START Data for this exercise
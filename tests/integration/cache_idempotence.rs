//! Cross-run section cache: a repeated run is served without model calls.

use docweave::config::CacheSettings;
use docweave::generation::{ContentCache, GenerationRequest, Orchestrator, OutlineItem, RunContext};
use docweave::progress::EventBus;
use std::sync::Arc;
use tempfile::TempDir;

use crate::integration::support::{stub_config, ScriptedClient, StubResolver};

fn request() -> GenerationRequest {
    GenerationRequest::new("写一份仓储系统改造方案").with_outline(
        vec![OutlineItem::new(1, "背景"), OutlineItem::new(1, "方案")],
        false,
    )
}

#[tokio::test]
async fn second_run_is_served_from_cache() {
    let dir = TempDir::new().unwrap();
    let settings = CacheSettings::default();
    let cache = Arc::new(ContentCache::open(dir.path().join("sections"), &settings).unwrap());
    let client = Arc::new(ScriptedClient::new(600));
    let ctx = Arc::new(
        RunContext::new(stub_config(), StubResolver::new(client.clone())).with_cache(cache.clone()),
    );

    let (bus, _rx) = EventBus::new_pair();
    let first = Orchestrator::new(ctx.clone()).run(request(), &bus).await.unwrap();
    let calls_after_first = client.calls();
    assert!(calls_after_first > 0);
    assert_eq!(cache.stats().unwrap().entries, 3);

    let second = Orchestrator::new(ctx).run(request(), &bus).await.unwrap();
    assert_eq!(client.calls(), calls_after_first);
    assert_eq!(first.text, second.text);
}

#[tokio::test]
async fn cache_survives_reopen_and_clears() {
    let dir = TempDir::new().unwrap();
    let path = dir.path().join("sections");
    let settings = CacheSettings::default();
    let text = "供应链协同需要稳定的数据基础。".repeat(12);
    {
        let cache = ContentCache::open(&path, &settings).unwrap();
        assert!(cache.put("背景", "写方案", 300, &text).unwrap());
        cache.flush().unwrap();
    }

    let cache = ContentCache::open(&path, &settings).unwrap();
    assert_eq!(cache.get("背景", "写方案", 300).unwrap(), Some(text));
    assert_eq!(cache.get("背景", "写方案", 400).unwrap(), None);
    assert_eq!(cache.clear().unwrap(), 1);
    assert_eq!(cache.stats().unwrap().entries, 0);
}
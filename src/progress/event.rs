//! Event schema for progress observability.

use serde::{Deserialize, Serialize};
use serde_json::Value;

use crate::generation::plan::{SectionBudget, StructPlanItem};
use crate::text::SectionToken;

/// Top-level run phases.
#[derive(Debug, Clone, Copy, PartialEq, Eq, Hash, Serialize, Deserialize)]
#[serde(rename_all = "SCREAMING_SNAKE_CASE")]
pub enum RunPhase {
    Plan,
    DraftSections,
    Aggregate,
}

#[derive(Debug, Clone, Copy, PartialEq, Eq, Serialize, Deserialize)]
#[serde(rename_all = "snake_case")]
pub enum PhaseMark {
    Start,
    End,
}

/// Per-section lifecycle. For one section the emitted phases always read
/// `start, (delta | retry)*, end`.
#[derive(Debug, Clone, Copy, PartialEq, Eq, Serialize, Deserialize)]
#[serde(rename_all = "snake_case")]
pub enum SectionPhase {
    Start,
    Delta,
    Retry,
    End,
}

/// Closed set of events a run emits. `final` or `error` is always the last event.
#[derive(Debug, Clone, PartialEq, Serialize, Deserialize)]
#[serde(tag = "event", rename_all = "snake_case")]
pub enum ProgressEvent {
    State {
        name: RunPhase,
        phase: PhaseMark,
    },
    Plan {
        title: String,
        sections: Vec<SectionToken>,
    },
    Targets {
        targets: Vec<SectionBudget>,
    },
    Section {
        section: SectionToken,
        phase: SectionPhase,
        #[serde(default, skip_serializing_if = "Option::is_none")]
        delta: Option<String>,
        #[serde(default, skip_serializing_if = "Option::is_none")]
        attempt: Option<u32>,
        #[serde(default, skip_serializing_if = "Option::is_none")]
        error: Option<String>,
    },
    Progress {
        current: usize,
        total: usize,
        percent: u32,
        section: SectionToken,
        elapsed_ms: u64,
    },
    Delta {
        delta: String,
    },
    StructPlan {
        plan: Vec<StructPlanItem>,
    },
    Final {
        text: String,
        problems: Vec<String>,
    },
    Error {
        message: String,
    },
}

impl ProgressEvent {
    pub fn state(name: RunPhase, phase: PhaseMark) -> Self {
        ProgressEvent::State { name, phase }
    }

    pub fn section_start(section: &SectionToken) -> Self {
        Self::section(section, SectionPhase::Start)
    }

    pub fn section_end(section: &SectionToken) -> Self {
        Self::section(section, SectionPhase::End)
    }

    pub fn section_delta(section: &SectionToken, delta: impl Into<String>) -> Self {
        ProgressEvent::Section {
            section: section.clone(),
            phase: SectionPhase::Delta,
            delta: Some(delta.into()),
            attempt: None,
            error: None,
        }
    }

    pub fn section_retry(section: &SectionToken, attempt: u32, error: impl Into<String>) -> Self {
        ProgressEvent::Section {
            section: section.clone(),
            phase: SectionPhase::Retry,
            delta: None,
            attempt: Some(attempt),
            error: Some(error.into()),
        }
    }

    fn section(section: &SectionToken, phase: SectionPhase) -> Self {
        ProgressEvent::Section {
            section: section.clone(),
            phase,
            delta: None,
            attempt: None,
            error: None,
        }
    }

    /// Wire name of the event kind.
    pub fn kind(&self) -> &'static str {
        match self {
            ProgressEvent::State { .. } => "state",
            ProgressEvent::Plan { .. } => "plan",
            ProgressEvent::Targets { .. } => "targets",
            ProgressEvent::Section { .. } => "section",
            ProgressEvent::Progress { .. } => "progress",
            ProgressEvent::Delta { .. } => "delta",
            ProgressEvent::StructPlan { .. } => "struct_plan",
            ProgressEvent::Final { .. } => "final",
            ProgressEvent::Error { .. } => "error",
        }
    }

    pub fn is_terminal(&self) -> bool {
        matches!(self, ProgressEvent::Final { .. } | ProgressEvent::Error { .. })
    }

    /// Section this event belongs to, for section lifecycle events.
    pub fn section_phase(&self) -> Option<(&SectionToken, SectionPhase)> {
        match self {
            ProgressEvent::Section { section, phase, .. } => Some((section, *phase)),
            _ => None,
        }
    }
}

/// An event as seen at the consumer boundary: a known kind, or an unknown one kept
/// verbatim so newer producers do not break older consumers.
#[derive(Debug, Clone, PartialEq, Serialize, Deserialize)]
#[serde(untagged)]
pub enum StreamEvent {
    Known(ProgressEvent),
    Passthrough(Value),
}

impl StreamEvent {
    pub fn parse(raw: &str) -> Result<Self, serde_json::Error> {
        serde_json::from_str(raw)
    }

    pub fn known(&self) -> Option<&ProgressEvent> {
        match self {
            StreamEvent::Known(event) => Some(event),
            StreamEvent::Passthrough(_) => None,
        }
    }
}

impl From<ProgressEvent> for StreamEvent {
    fn from(event: ProgressEvent) -> Self {
        StreamEvent::Known(event)
    }
}
//! CLI domain: parse, route, output, and presentation only.
//! No generation logic; a single route table dispatches to domain services.

mod output;
mod parse;
mod presentation;
mod route;

pub use output::map_error;
pub use parse::{CacheCommands, Cli, Commands, RequestArgs};
pub use presentation::{format_event_json, format_event_line, format_plan_text};
pub use route::CliContext;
END Data for this exercise
== What you need to do ==
Quote, word for word, every line from the top of the entries through the line that holds "for progress observability.".

== Result ==
filename tests/integration/cache_idempotence.rs
//! Cross-run section cache: a repeated run is served without model calls.

use docweave::config::CacheSettings;
use docweave::generation::{ContentCache, GenerationRequest, Orchestrator, OutlineItem, RunContext};
use docweave::progress::EventBus;
use std::sync::Arc;
use tempfile::TempDir;

use crate::integration::support::{stub_config, ScriptedClient, StubResolver};

fn request() -> GenerationRequest {
    GenerationRequest::new("写一份仓储系统改造方案").with_outline(
        vec![OutlineItem::new(1, "背景"), OutlineItem::new(1, "方案")],
        false,
    )
}

#[tokio::test]
async fn second_run_is_served_from_cache() {
    let dir = TempDir::new().unwrap();
    let settings = CacheSettings::default();
    let cache = Arc::new(ContentCache::open(dir.path().join("sections"), &settings).unwrap());
    let client = Arc::new(ScriptedClient::new(600));
    let ctx = Arc::new(
        RunContext::new(stub_config(), StubResolver::new(client.clone())).with_cache(cache.clone()),
    );

    let (bus, _rx) = EventBus::new_pair();
    let first = Orchestrator::new(ctx.clone()).run(request(), &bus).await.unwrap();
    let calls_after_first = client.calls();
    assert!(calls_after_first > 0);
    assert_eq!(cache.stats().unwrap().entries, 3);

    let second = Orchestrator::new(ctx).run(request(), &bus).await.unwrap();
    assert_eq!(client.calls(), calls_after_first);
    assert_eq!(first.text, second.text);
}

#[tokio::test]
async fn cache_survives_reopen_and_clears() {
    let dir = TempDir::new().unwrap();
    let path = dir.path().join("sections");
    let settings = CacheSettings::default();
    let text = "供应链协同需要稳定的数据基础。".repeat(12);
    {
        let cache = ContentCache::open(&path, &settings).unwrap();
        assert!(cache.put("背景", "写方案", 300, &text).unwrap());
        cache.flush().unwrap();
    }

    let cache = ContentCache::open(&path, &settings).unwrap();
    assert_eq!(cache.get("背景", "写方案", 300).unwrap(), Some(text));
    assert_eq!(cache.get("背景", "写方案", 400).unwrap(), None);
    assert_eq!(cache.clear().unwrap(), 1);
    assert_eq!(cache.stats().unwrap().entries, 0);
}
filename src/progress/event.rs
//! Event schema for progress observability.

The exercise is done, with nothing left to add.